REQUIRED WORK →
Every entry in the data below needs to be repeated exactly.

[DATA SUPPLIED]

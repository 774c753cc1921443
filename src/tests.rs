// Pipeline test fixtures
// Generates deterministic synthetic frame sequences instead of checking in
// binary fixtures, mirroring how each scenario would look in real footage.

#[cfg(test)]
mod tests {
    use rand::rngs::StdRng;
    use rand::{Rng, SeedableRng};

    use crate::face::detect::{BoundingBox, FaceDetector, LuminanceWindowDetector};
    use crate::frame::Frame;
    use crate::motion::flow::BlockFlowEstimator;
    use crate::pipeline::{analyze_video, AnalysisConfig};
    use crate::scoring::AuthenticityLabel;

    /// Fixture types for different authenticity scenarios
    #[derive(Debug, Clone, Copy)]
    enum FixtureType {
        /// Uniform mid-gray frames: no faces, no motion
        FlatGray,
        /// Seeded per-pixel noise: textured but static in aggregate
        NoiseTexture,
        /// A bright square drifting steadily across a dark background
        SteadyDrift,
        /// Steady drift with one sudden large jump mid-sequence
        MotionSpike,
    }

    fn generate_fixture(fixture: FixtureType, count: usize) -> Vec<Frame> {
        match fixture {
            FixtureType::FlatGray => vec![Frame::solid(64, 64, [128, 128, 128]); count],
            FixtureType::NoiseTexture => {
                let mut rng = StdRng::seed_from_u64(7);
                (0..count)
                    .map(|_| {
                        let data: Vec<u8> = (0..64 * 64 * 3).map(|_| rng.gen()).collect();
                        Frame::new(64, 64, data).unwrap()
                    })
                    .collect()
            }
            FixtureType::SteadyDrift => (0..count)
                .map(|i| square_frame(64, (i as u32 * 2) % 48, 20))
                .collect(),
            FixtureType::MotionSpike => (0..count)
                .map(|i| {
                    // Steady 1px drift except one frame where the square
                    // jumps well beyond the drift rate
                    let x = if i == count / 2 { 40 } else { i as u32 };
                    square_frame(64, x, 20)
                })
                .collect(),
        }
    }

    fn square_frame(size: u32, x0: u32, y0: u32) -> Frame {
        let mut data = vec![15u8; size as usize * size as usize * 3];
        for y in y0..(y0 + 12).min(size) {
            for x in x0..(x0 + 12).min(size) {
                let i = (y as usize * size as usize + x as usize) * 3;
                data[i] = 220;
                data[i + 1] = 220;
                data[i + 2] = 220;
            }
        }
        Frame::new(size, size, data).unwrap()
    }

    fn analyze(fixture: FixtureType, count: usize) -> crate::scoring::AuthenticityReport {
        let frames = generate_fixture(fixture, count);
        let mut config = AnalysisConfig::default();
        // Sample every frame pair so short fixtures produce enough samples
        config.motion.sample_step = 1;
        analyze_video(
            &frames,
            &config,
            &LuminanceWindowDetector::default(),
            &BlockFlowEstimator::default(),
        )
    }

    #[test]
    fn test_flat_gray_fixture_is_clean() {
        let report = analyze(FixtureType::FlatGray, 12);
        assert_eq!(report.faces.total_faces, 0);
        assert_eq!(report.faces.suspicious_ratio, 0.0);
        assert!(!report.faces.likely_deepfake);
        assert!(report.motion.anomalies.is_empty());
        assert_eq!(report.score, 1.0);
        assert_eq!(report.label, AuthenticityLabel::LikelyAuthentic);
    }

    #[test]
    fn test_ratios_always_bounded() {
        for fixture in [
            FixtureType::FlatGray,
            FixtureType::NoiseTexture,
            FixtureType::SteadyDrift,
            FixtureType::MotionSpike,
        ] {
            let report = analyze(fixture, 16);
            assert!(report.motion.anomaly_ratio >= 0.0 && report.motion.anomaly_ratio <= 1.0);
            assert!(
                report.faces.suspicious_ratio >= 0.0 && report.faces.suspicious_ratio <= 1.0
            );
            assert!(report.score >= 0.0 && report.score <= 1.0);
            assert!(report.faces.suspicious_faces <= report.faces.total_faces);
        }
    }

    #[test]
    fn test_motion_spike_stands_out() {
        // The teleporting square produces one pair with a much larger
        // displacement than the steady drift around it.
        let frames = generate_fixture(FixtureType::MotionSpike, 17);
        let mut config = AnalysisConfig::default();
        config.motion.sample_step = 1;
        let report = crate::motion::analyze_frame_sequence(
            &frames,
            &config.motion,
            &BlockFlowEstimator::default(),
        );

        assert_eq!(report.total_frames, 16);
        assert_eq!(
            report.anomaly_ratio,
            report.anomalies.len() as f64 / report.total_frames as f64
        );

        // The steady 1px drift registers motion on every pair
        let steady: Vec<f64> = report
            .samples
            .iter()
            .filter(|s| s.frame_index != 8 && s.frame_index != 9)
            .map(|s| s.mean_motion)
            .collect();
        assert!(steady.iter().all(|m| *m > 0.0));

        // Any flagged anomaly must sit above the population mean
        let mean = crate::stats::mean(
            &report.samples.iter().map(|s| s.mean_motion).collect::<Vec<_>>(),
        );
        for anomaly in &report.anomalies {
            assert!(anomaly.mean_motion >= mean);
        }
    }

    #[test]
    fn test_suspicious_faces_drive_verdict_end_to_end() {
        // Inject flat face boxes into otherwise clean frames: every face is
        // over-smoothed and low contrast, so the deepfake and face penalties
        // both apply.
        struct CenterBox;
        impl FaceDetector for CenterBox {
            fn detect(&self, _frame: &Frame) -> crate::error::Result<Vec<BoundingBox>> {
                Ok(vec![BoundingBox {
                    x: 12,
                    y: 12,
                    width: 40,
                    height: 40,
                }])
            }
        }

        let frames = vec![Frame::solid(64, 64, [128, 128, 128]); 10];
        let report = analyze_video(
            &frames,
            &AnalysisConfig::default(),
            &CenterBox,
            &BlockFlowEstimator::default(),
        );

        assert_eq!(report.faces.total_faces, 10);
        assert_eq!(report.faces.suspicious_faces, 10);
        assert!(report.faces.likely_deepfake);
        assert!((report.score - 0.4).abs() < 1e-9);
        assert_eq!(report.label, AuthenticityLabel::LikelyManipulated);
    }

    #[test]
    fn test_noise_fixture_finds_no_flat_faces() {
        // Pure noise has huge local variance; windows fall outside the
        // face-like variance band and flat-region rules, so nothing there
        // should read as a suspicious face.
        let report = analyze(FixtureType::NoiseTexture, 8);
        assert!(!report.faces.likely_deepfake);
    }
}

[/DATA SUPPLIED]

SOLUTION TO THE PROBLEM →
repository 774c753cc1921443
filename src/tests.rs
// Pipeline test fixtures
// Generates deterministic synthetic frame sequences instead of checking in
// binary fixtures, mirroring how each scenario would look in real footage.

#[cfg(test)]
mod tests {
    use rand::rngs::StdRng;
    use rand::{Rng, SeedableRng};

    use crate::face::detect::{BoundingBox, FaceDetector, LuminanceWindowDetector};
    use crate::frame::Frame;
    use crate::motion::flow::BlockFlowEstimator;
    use crate::pipeline::{analyze_video, AnalysisConfig};
    use crate::scoring::AuthenticityLabel;

    /// Fixture types for different authenticity scenarios
    #[derive(Debug, Clone, Copy)]
    enum FixtureType {
        /// Uniform mid-gray frames: no faces, no motion
        FlatGray,
        /// Seeded per-pixel noise: textured but static in aggregate
        NoiseTexture,
        /// A bright square drifting steadily across a dark background
        SteadyDrift,
        /// Steady drift with one sudden large jump mid-sequence
        MotionSpike,
    }

    fn generate_fixture(fixture: FixtureType, count: usize) -> Vec<Frame> {
        match fixture {
            FixtureType::FlatGray => vec![Frame::solid(64, 64, [128, 128, 128]); count],
            FixtureType::NoiseTexture => {
                let mut rng = StdRng::seed_from_u64(7);
                (0..count)
                    .map(|_| {
                        let data: Vec<u8> = (0..64 * 64 * 3).map(|_| rng.gen()).collect();
                        Frame::new(64, 64, data).unwrap()
                    })
                    .collect()
            }
            FixtureType::SteadyDrift => (0..count)
                .map(|i| square_frame(64, (i as u32 * 2) % 48, 20))
                .collect(),
            FixtureType::MotionSpike => (0..count)
                .map(|i| {
                    // Steady 1px drift except one frame where the square
                    // jumps well beyond the drift rate
                    let x = if i == count / 2 { 40 } else { i as u32 };
                    square_frame(64, x, 20)
                })
                .collect(),
        }
    }

    fn square_frame(size: u32, x0: u32, y0: u32) -> Frame {
        let mut data = vec![15u8; size as usize * size as usize * 3];
        for y in y0..(y0 + 12).min(size) {
            for x in x0..(x0 + 12).min(size) {
                let i = (y as usize * size as usize + x as usize) * 3;
                data[i] = 220;
                data[i + 1] = 220;
                data[i + 2] = 220;
            }
        }
        Frame::new(size, size, data).unwrap()
    }

    fn analyze(fixture: FixtureType, count: usize) -> crate::scoring::AuthenticityReport {
        let frames = generate_fixture(fixture, count);
        let mut config = AnalysisConfig::default();
        // Sample every frame pair so short fixtures produce enough samples
        config.motion.sample_step = 1;
        analyze_video(
            &frames,
            &config,
            &LuminanceWindowDetector::default(),
            &BlockFlowEstimator::default(),
        )
    }

    #[test]
    fn test_flat_gray_fixture_is_clean() {
        let report = analyze(FixtureType::FlatGray, 12);
        assert_eq!(report.faces.total_faces, 0);
        assert_eq!(report.faces.suspicious_ratio, 0.0);
        assert!(!report.faces.likely_deepfake);
        assert!(report.motion.anomalies.is_empty());
        assert_eq!(report.score, 1.0);
        assert_eq!(report.label, AuthenticityLabel::LikelyAuthentic);
    }

    #[test]
    fn test_ratios_always_bounded() {
        for fixture in [
            FixtureType::FlatGray,
            FixtureType::NoiseTexture,
            FixtureType::SteadyDrift,
            FixtureType::MotionSpike,
        ] {
            let report = analyze(fixture, 16);
            assert!(report.motion.anomaly_ratio >= 0.0 && report.motion.anomaly_ratio <= 1.0);
            assert!(
                report.faces.suspicious_ratio >= 0.0 && report.faces.suspicious_ratio <= 1.0
            );
            assert!(report.score >= 0.0 && report.score <= 1.0);
            assert!(report.faces.suspicious_faces <= report.faces.total_faces);
        }
    }

    #[test]
    fn test_motion_spike_stands_out() {
        // The teleporting square produces one pair with a much larger
        // displacement than the steady drift around it.
        let frames = generate_fixture(FixtureType::MotionSpike, 17);
        let mut config = AnalysisConfig::default();
        config.motion.sample_step = 1;
        let report = crate::motion::analyze_frame_sequence(
            &frames,
            &config.motion,
            &BlockFlowEstimator::default(),
        );

        assert_eq!(report.total_frames, 16);
        assert_eq!(
            report.anomaly_ratio,
            report.anomalies.len() as f64 / report.total_frames as f64
        );

        // The steady 1px drift registers motion on every pair
        let steady: Vec<f64> = report
            .samples
            .iter()
            .filter(|s| s.frame_index != 8 && s.frame_index != 9)
            .map(|s| s.mean_motion)
            .collect();
        assert!(steady.iter().all(|m| *m > 0.0));

        // Any flagged anomaly must sit above the population mean
        let mean = crate::stats::mean(
            &report.samples.iter().map(|s| s.mean_motion).collect::<Vec<_>>(),
        );
        for anomaly in &report.anomalies {
            assert!(anomaly.mean_motion >= mean);
        }
    }

    #[test]
    fn test_suspicious_faces_drive_verdict_end_to_end() {
        // Inject flat face boxes into otherwise clean frames: every face is
        // over-smoothed and low contrast, so the deepfake and face penalties
        // both apply.
        struct CenterBox;
        impl FaceDetector for CenterBox {
            fn detect(&self, _frame: &Frame) -> crate::error::Result<Vec<BoundingBox>> {
                Ok(vec![BoundingBox {
                    x: 12,
                    y: 12,
                    width: 40,
                    height: 40,
                }])
            }
        }

        let frames = vec![Frame::solid(64, 64, [128, 128, 128]); 10];
        let report = analyze_video(
            &frames,
            &AnalysisConfig::default(),
            &CenterBox,
            &BlockFlowEstimator::default(),
        );

        assert_eq!(report.faces.total_faces, 10);
        assert_eq!(report.faces.suspicious_faces, 10);
        assert!(report.faces.likely_deepfake);
        assert!((report.score - 0.4).abs() < 1e-9);
        assert_eq!(report.label, AuthenticityLabel::LikelyManipulated);
    }

    #[test]
    fn test_noise_fixture_finds_no_flat_faces() {
        // Pure noise has huge local variance; windows fall outside the
        // face-like variance band and flat-region rules, so nothing there
        // should read as a suspicious face.
        let report = analyze(FixtureType::NoiseTexture, 8);
        assert!(!report.faces.likely_deepfake);
    }
}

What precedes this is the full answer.